Ingredients:
Banana Ganache:
milk chocolate:180 gm
cream:120 gm
banana puree:80 gm
butter:20 gm
fresh banana:80 gm
gelatin leaf:3 gm
boil cream and pure together in a saucepan, take chocolate in a bowl,pour the boiled mixture on the chocolate and mix it,wash banana and mix it the ganache.melt the gelatin and mix it in the ganache,
Banana Compote:
fresh banana:150 gm
sugar:35 gm
orange juice:70 gm
pectin:2 gm
vanilla pod:1 gm
gelatin leaf:2 gm
peel fresh banana and chop it and put with orange juice in a suace pan and cook in low heat,mix vanila pod pectin and suagr in seprate bowl,later add the sugar ingredient in the banana mixture and cook until it gets thick,once it is thck remove it in a separate bowl and melted gelatin in it.
Devil Sponge:
sugar:1120 gm
flour:968 gm
coco powder:212 gm
baking powder:18 gm
baking soda:18 gm
salt:12 gm
egg:220 gm
milk:560 gm
vegetable oil:276 gm
hot water : 560 gm
Mthod:
whisk all the ingredients except hot water i a mixing bowl.

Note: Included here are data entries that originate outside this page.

//! Core session types: team identity, settings, deterministic RNG.
//!
//! This module contains the building blocks the rest of the engine is
//! assembled from. Nothing here knows about screens or question flow.

pub mod rng;
pub mod settings;
pub mod team;

pub use rng::GameRng;
pub use settings::{GameMode, GameSettings, QuestionCount, DEFAULT_TIMER_SECONDS};
pub use team::{Character, Team, TeamId, TeamMap};
//! # quiz-ladder
//!
//! A turn-based two-team quiz engine built around ladder progression.
//!
//! ## Design Principles
//!
//! 1. **Host-Driven**: No threads, no timers of its own. The embedding
//!    host feeds inputs (including clock ticks) and renders snapshots.
//!
//! 2. **Tolerant At The Edges, Strict Inside**: Remote question content
//!    in any historical shape normalizes into one canonical model before
//!    gameplay sees it; malformed records degrade, never panic.
//!
//! 3. **A Session Always Starts**: Fetch failures fall back to the
//!    bundled pool, short pools shorten the session, and an empty pool
//!    ends it gracefully.
//!
//! ## Architecture
//!
//! - **Snapshot State**: Every accepted input produces a whole new
//!   [`GameState`]; renderers never observe a half-applied transition.
//!   Collections use `im` so cloning a snapshot is cheap.
//!
//! - **Seeded Determinism**: All randomness flows through [`GameRng`];
//!   a seeded session replays identically.
//!
//! ## Modules
//!
//! - `core`: Team identity, characters, settings, RNG
//! - `question`: Canonical question model, normalization, supply
//! - `progress`: Step bands, ladder application, winner rules
//! - `bonus`: Surprise box arbitration and bonus round effects
//! - `external`: Question sources, branding, game-end callbacks
//! - `session`: Screens, inputs, countdown, orchestration

pub mod bonus;
pub mod core;
pub mod external;
pub mod progress;
pub mod question;
pub mod session;

// Re-export commonly used types
pub use crate::core::{
    Character, GameMode, GameRng, GameSettings, QuestionCount, Team, TeamId, TeamMap,
};

pub use crate::question::{
    normalize, normalize_batch, AnswerKey, NormalizedQuestion, OptionKey, OptionSet, QuestionId,
    QuestionKind, QuestionSupply, SupplyError,
};

pub use crate::progress::{
    apply_answer, determine_final_winner, determine_round_winner, steps_for_answer, MatchOutcome,
};

pub use crate::bonus::{
    BonusArbiter, BonusChoice, BonusChoiceKind, BonusConfig, BonusDecision, BonusRound,
    SurpriseTracker,
};

pub use crate::external::{
    fetch_with_fallback, AdSlide, BrandingSource, FetchedQuestions, GameEndReport, NoBranding,
    NullNotifier, QuestionOrigin, QuestionSource, RetryPolicy, SessionNotifier, SourceError,
    StaticSource,
};

pub use crate::session::{
    GameState, QuestionPhase, Screen, SessionBuilder, SessionInput, SessionOrchestrator, TeamSetup,
    Verdict,
};
/// Correct key for a multiple-choice question.
///
/// Resolution order: per-answer flag, explicit key field naming a
/// populated option, clamped index field, first populated option.
fn resolve_choice_correct(raw: &Value, answers: &RawAnswers, options: &OptionSet) -> AnswerKey {
    if let Some(key) = flagged_key(answers) {
        if options.contains(key) {
            return AnswerKey::Choice(key);
        }
    }

    if let Some(text) = string_field(raw, CORRECT_KEY_FIELDS) {
        if let Some(key) = parse_option_letter(&text) {
            if options.contains(key) {
                return AnswerKey::Choice(key);
            }
        }
    }

    if let Some(index) = correct_index(raw) {
        if let Some(key) = key_at_position(answers, index) {
            if options.contains(key) {
                return AnswerKey::Choice(key);
            }
        }
    }

    // Last resort per the tolerance rules: the first answer is correct.
    AnswerKey::Choice(options.first_key().unwrap_or(OptionKey::A))
}

/// Correct literal for a true/false question.
///
/// Resolution order: explicit field (letter or localized literal),
/// per-answer flag, index field, then `true`.
fn resolve_true_false_correct(raw: &Value, answers: &RawAnswers) -> AnswerKey {
    if let Some(text) = string_field(raw, CORRECT_KEY_FIELDS) {
        if let Some(key) = true_false_from_text(&text) {
            return key;
        }
        if let Some(letter) = parse_option_letter(&text) {
            return true_false_at_position(answers, letter.index());
        }
    }

    if let Some(position) = answers.entries.iter().take(2).position(|e| e.flagged_correct) {
        return true_false_at_position(answers, position);
    }

    if let Some(index) = correct_index(raw) {
        return true_false_at_position(answers, index.min(1) as usize);
    }

    AnswerKey::True
}

/// Map an answer position to a true/false literal, preferring the text
/// at that position over raw ordering.
fn true_false_at_position(answers: &RawAnswers, position: usize) -> AnswerKey {
    if let Some(entry) = answers.entries.get(position) {
        if let Some(key) = true_false_from_text(&entry.text) {
            return key;
        }
    }
    if position == 0 {
        AnswerKey::True
    } else {
        AnswerKey::False
    }
}

fn true_false_from_text(text: &str) -> Option<AnswerKey> {
    let canonical = text.trim().to_lowercase();
    if TRUE_ALIASES.contains(&canonical.as_str()) {
        Some(AnswerKey::True)
    } else if FALSE_ALIASES.contains(&canonical.as_str()) {
        Some(AnswerKey::False)
    } else {
        None
    }
}

fn flagged_key(answers: &RawAnswers) -> Option<OptionKey> {
    answers
        .entries
        .iter()
        .enumerate()
        .find(|(_, e)| e.flagged_correct)
        .and_then(|(index, entry)| entry.key.or_else(|| OptionKey::from_index(index)))
}

fn key_at_position(answers: &RawAnswers, index: u32) -> Option<OptionKey> {
    if answers.entries.is_empty() {
        return None;
    }
    let clamped = (index as usize).min(answers.entries.len() - 1);
    answers.entries[clamped]
        .key
        .or_else(|| OptionKey::from_index(clamped))
}

fn parse_option_letter(text: &str) -> Option<OptionKey> {
    match text.trim() {
        "A" | "a" => Some(OptionKey::A),
        "B" | "b" => Some(OptionKey::B),
        "C" | "c" => Some(OptionKey::C),
        "D" | "d" => Some(OptionKey::D),
        _ => None,
    }
}

/// First present candidate field holding a non-blank string.
///
/// Numbers are accepted and stringified; other types are skipped.
fn string_field(raw: &Value, candidates: &[&str]) -> Option<String> {
    let obj = raw.as_object()?;
    candidates
        .iter()
        .find_map(|key| obj.get(*key).and_then(value_text))
}

/// First present candidate field holding a non-negative integer.
///
/// Accepts JSON numbers and numeric strings; negatives clamp to 0.
fn u32_field(raw: &Value, candidates: &[&str]) -> Option<u32> {
    let obj = raw.as_object()?;
    candidates.iter().find_map(|key| numeric_value(obj.get(*key)?))
}

fn correct_index(raw: &Value) -> Option<u32> {
    if let Some(index) = u32_field(raw, CORRECT_INDEX_FIELDS) {
        return Some(index);
    }
    // A numeric value under a key field is an index in disguise.
    let obj = raw.as_object()?;
    CORRECT_KEY_FIELDS
        .iter()
        .find_map(|key| obj.get(*key).filter(|v| v.is_number()).and_then(numeric_value))
}

fn numeric_value(value: &Value) -> Option<u32> {
    match value {
        Value::Number(n) => n
            .as_i64()
            .map(|v| v.max(0) as u32)
            .or_else(|| n.as_f64().map(|f| f.max(0.0) as u32)),
        Value::String(s) => s.trim().parse::<i64>().ok().map(|v| v.max(0) as u32),
        _ => None,
    }
}

/// Trimmed non-blank text of a string or number value.
fn value_text(value: &Value) -> Option<String> {
    match value {
        Value::String(s) => {
            let trimmed = s.trim();
            (!trimmed.is_empty()).then(|| trimmed.to_string())
        }
        Value::Number(n) => Some(n.to_string()),
        _ => None,
    }
}
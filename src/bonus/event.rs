//! The surprise bonus round: one lucky number, two choices.
//!
//! When the arbiter fires, the engine rolls a lucky number once and
//! freezes it. The acting team then picks between climbing that many
//! rungs itself or docking the opponent the same amount. Applying the
//! choice is fully deterministic; no randomness happens after the roll.

use serde::{Deserialize, Serialize};

use crate::core::{GameRng, Team, TeamId, TeamMap};

/// Sides of the lucky-number die.
pub const LUCKY_NUMBER_SIDES: u32 = 6;

/// What a bonus choice does with the lucky number.
#[derive(Clone, Copy, Debug, PartialEq, Eq, Hash, Serialize, Deserialize)]
#[serde(rename_all = "snake_case")]
pub enum BonusChoiceKind {
    /// Acting team climbs the lucky number of rungs.
    GainSelf,
    /// Opposing team drops the lucky number of rungs (clamped at 0).
    DockOpponent,
}

/// One selectable bonus choice, amount already fixed.
#[derive(Clone, Copy, Debug, PartialEq, Eq, Serialize, Deserialize)]
pub struct BonusChoice {
    pub kind: BonusChoiceKind,
    pub amount: u32,
}

/// A fired bonus round with its frozen lucky number.
#[derive(Clone, Copy, Debug, PartialEq, Eq, Serialize, Deserialize)]
pub struct BonusRound {
    lucky_number: u32,
}

impl BonusRound {
    /// Roll a fresh bonus round. This is the only random step.
    #[must_use]
    pub fn roll(rng: &mut GameRng) -> Self {
        Self { lucky_number: rng.roll_die(LUCKY_NUMBER_SIDES) }
    }

    /// Build a round with a fixed lucky number.
    ///
    /// # Panics
    ///
    /// Panics when the number is outside 1..=6.
    #[must_use]
    pub fn with_lucky_number(lucky_number: u32) -> Self {
        assert!(
            (1..=LUCKY_NUMBER_SIDES).contains(&lucky_number),
            "lucky number must be in 1..={LUCKY_NUMBER_SIDES}"
        );
        Self { lucky_number }
    }

    /// The frozen lucky number.
    #[must_use]
    pub const fn lucky_number(self) -> u32 {
        self.lucky_number
    }

    /// The two choices offered to the acting team.
    #[must_use]
    pub const fn choices(self) -> [BonusChoice; 2] {
        [
            BonusChoice { kind: BonusChoiceKind::GainSelf, amount: self.lucky_number },
            BonusChoice { kind: BonusChoiceKind::DockOpponent, amount: self.lucky_number },
        ]
    }

    /// Apply the selected choice, returning the updated team set.
    ///
    /// Docking clamps the opponent at rung 0; the input set is left
    /// untouched so the caller can swap whole snapshots.
    #[must_use]
    pub fn apply(
        self,
        teams: &TeamMap<Team>,
        acting_team: TeamId,
        choice: BonusChoiceKind,
    ) -> TeamMap<Team> {
        let mut next = teams.clone();
        match choice {
            BonusChoiceKind::GainSelf => next[acting_team].advance(self.lucky_number),
            BonusChoiceKind::DockOpponent => {
                next[acting_team.opponent()].dock(self.lucky_number);
            }
        }
        next
    }
}
//! Question content: canonical model, tolerant normalization, supply.
//!
//! Everything upstream of gameplay. Raw records in any historical shape
//! come in through [`normalize`]/[`normalize_batch`]; complete working
//! lists come out of [`QuestionSupply`].

pub mod fallback;
pub mod model;
pub mod normalize;
pub mod supply;

pub use fallback::{fallback_pool, FALLBACK_ID_BASE};
pub use model::{
    AnswerKey, NormalizedQuestion, OptionKey, OptionSet, ParseAnswerKeyError, QuestionId,
    QuestionKind, QuestionOption,
};
pub use normalize::{normalize, normalize_batch};
pub use supply::{QuestionSupply, SupplyError};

add water in the mixture whisk it for 3 minutes until lumps are gone
once the mixture is ready put it on a backing tray with parchment paper,bake for 15 minutes at 180C.
Dulcy filling:
Biskelia chocolate:130 gm
cream:90 gm
glucose:10 gm
trimoline:10 gm
Method: take cream,glucose and trimoline in a saucepan and bring into boil,pour it on the biskelia chocolate.
Chocolate Soil:
chocolate: 50 gm
malto powder:150 gm
Method: melt the cholate and mix the malto powder using spatula until it resebles a crumble.
Vanilla Ice Cream:
whip cream:284 ml
full fat milk:300 ml
castor sugar:115 gm
vanilla pod 2 gm
egg yolk 3 no
Method:
Boil the cream milk and vanilla pod in a saucepan.
mix sugar and youl in a bowl pour the boiled mixture on the yolk while whisking it continously.
pour the englaise mixture in the ice cream machine and let it churn.